# [Requirement]
For this exercise, please find the lines in the entries that include the word "SecureString" and copy them.

[Input — start]

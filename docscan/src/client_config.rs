use crate::collection::IndexSpec;
use crate::common::{
    DEFAULT_BATCH_SIZE, DEFAULT_CONNECT_TIMEOUT, DEFAULT_HEARTBEAT_INTERVAL, DEFAULT_INIT_TIMEOUT,
    DEFAULT_MAX_POOL_SIZE, DEFAULT_PAGE_SIZE,
};
use secure_string::SecureString;
use std::fmt::Display;
use std::time::Duration;

/// SCRAM variant used to authenticate against the store.
#[derive(Debug, Clone, Copy, Default, PartialEq, Eq, Hash)]
pub enum AuthMechanism {
    #[default]
    ScramSha1,
    ScramSha256,
}

impl Display for AuthMechanism {
    fn fmt(&self, f: &mut std::fmt::Formatter<'_>) -> std::fmt::Result {
        match self {
            AuthMechanism::ScramSha1 => write!(f, "SCRAM-SHA-1"),
            AuthMechanism::ScramSha256 => write!(f, "SCRAM-SHA-256"),
        }
    }
}

/// Connection and scanning settings of a client.
///
/// Built and validated through
/// [`ClientConfigBuilder`](crate::client_builder::ClientConfigBuilder).
/// The password is held in a [`SecureString`], so it is zeroed on drop and
/// redacted from `Debug` output.
#[derive(Debug, Clone)]
pub struct ClientConfig {
    pub(crate) url: String,
    pub(crate) db_name: String,
    pub(crate) user: Option<String>,
    pub(crate) password: Option<SecureString>,
    pub(crate) auth_mechanism: AuthMechanism,
    pub(crate) max_pool_size: u32,
    pub(crate) heartbeat_interval: Duration,
    pub(crate) connect_timeout: Duration,
    pub(crate) init_timeout: Duration,
    pub(crate) batch_size: u64,
    pub(crate) page_size: u64,
    pub(crate) indexes: Vec<IndexSpec>,
}

impl ClientConfig {
    pub(crate) fn new(url: &str, db_name: &str) -> ClientConfig {
        ClientConfig {
            url: url.to_string(),
            db_name: db_name.to_string(),
            user: None,
            password: None,
            auth_mechanism: AuthMechanism::default(),
            max_pool_size: DEFAULT_MAX_POOL_SIZE,
            heartbeat_interval: DEFAULT_HEARTBEAT_INTERVAL,
            connect_timeout: DEFAULT_CONNECT_TIMEOUT,
            init_timeout: DEFAULT_INIT_TIMEOUT,
            batch_size: DEFAULT_BATCH_SIZE,
            page_size: DEFAULT_PAGE_SIZE,
            indexes: Vec::new(),
        }
    }

    pub fn url(&self) -> &str {
        &self.url
    }

    pub fn db_name(&self) -> &str {
        &self.db_name
    }

    pub fn user(&self) -> Option<&str> {
        self.user.as_deref()
    }

    /// The password in clear text, for handing to a driver.
    pub fn password(&self) -> Option<&str> {
        self.password.as_ref().map(|password| password.unsecure())
    }

    pub fn auth_mechanism(&self) -> AuthMechanism {
        self.auth_mechanism
    }

    pub fn max_pool_size(&self) -> u32 {
        self.max_pool_size
    }

    pub fn heartbeat_interval(&self) -> Duration {
        self.heartbeat_interval
    }

    pub fn connect_timeout(&self) -> Duration {
        self.connect_timeout
    }

    pub fn init_timeout(&self) -> Duration {
        self.init_timeout
    }

    /// Window size used by cursor queries.
    pub fn batch_size(&self) -> u64 {
        self.batch_size
    }

    /// Default page size for paged queries.
    pub fn page_size(&self) -> u64 {
        self.page_size
    }

    /// Indexes created when a connection is first established.
    pub fn indexes(&self) -> &[IndexSpec] {
        &self.indexes
    }
}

[Input — finish]

# [Answer section]
use secure_string::SecureString;
/// The password is held in a [`SecureString`], so it is zeroed on drop and
    pub(crate) password: Option<SecureString>,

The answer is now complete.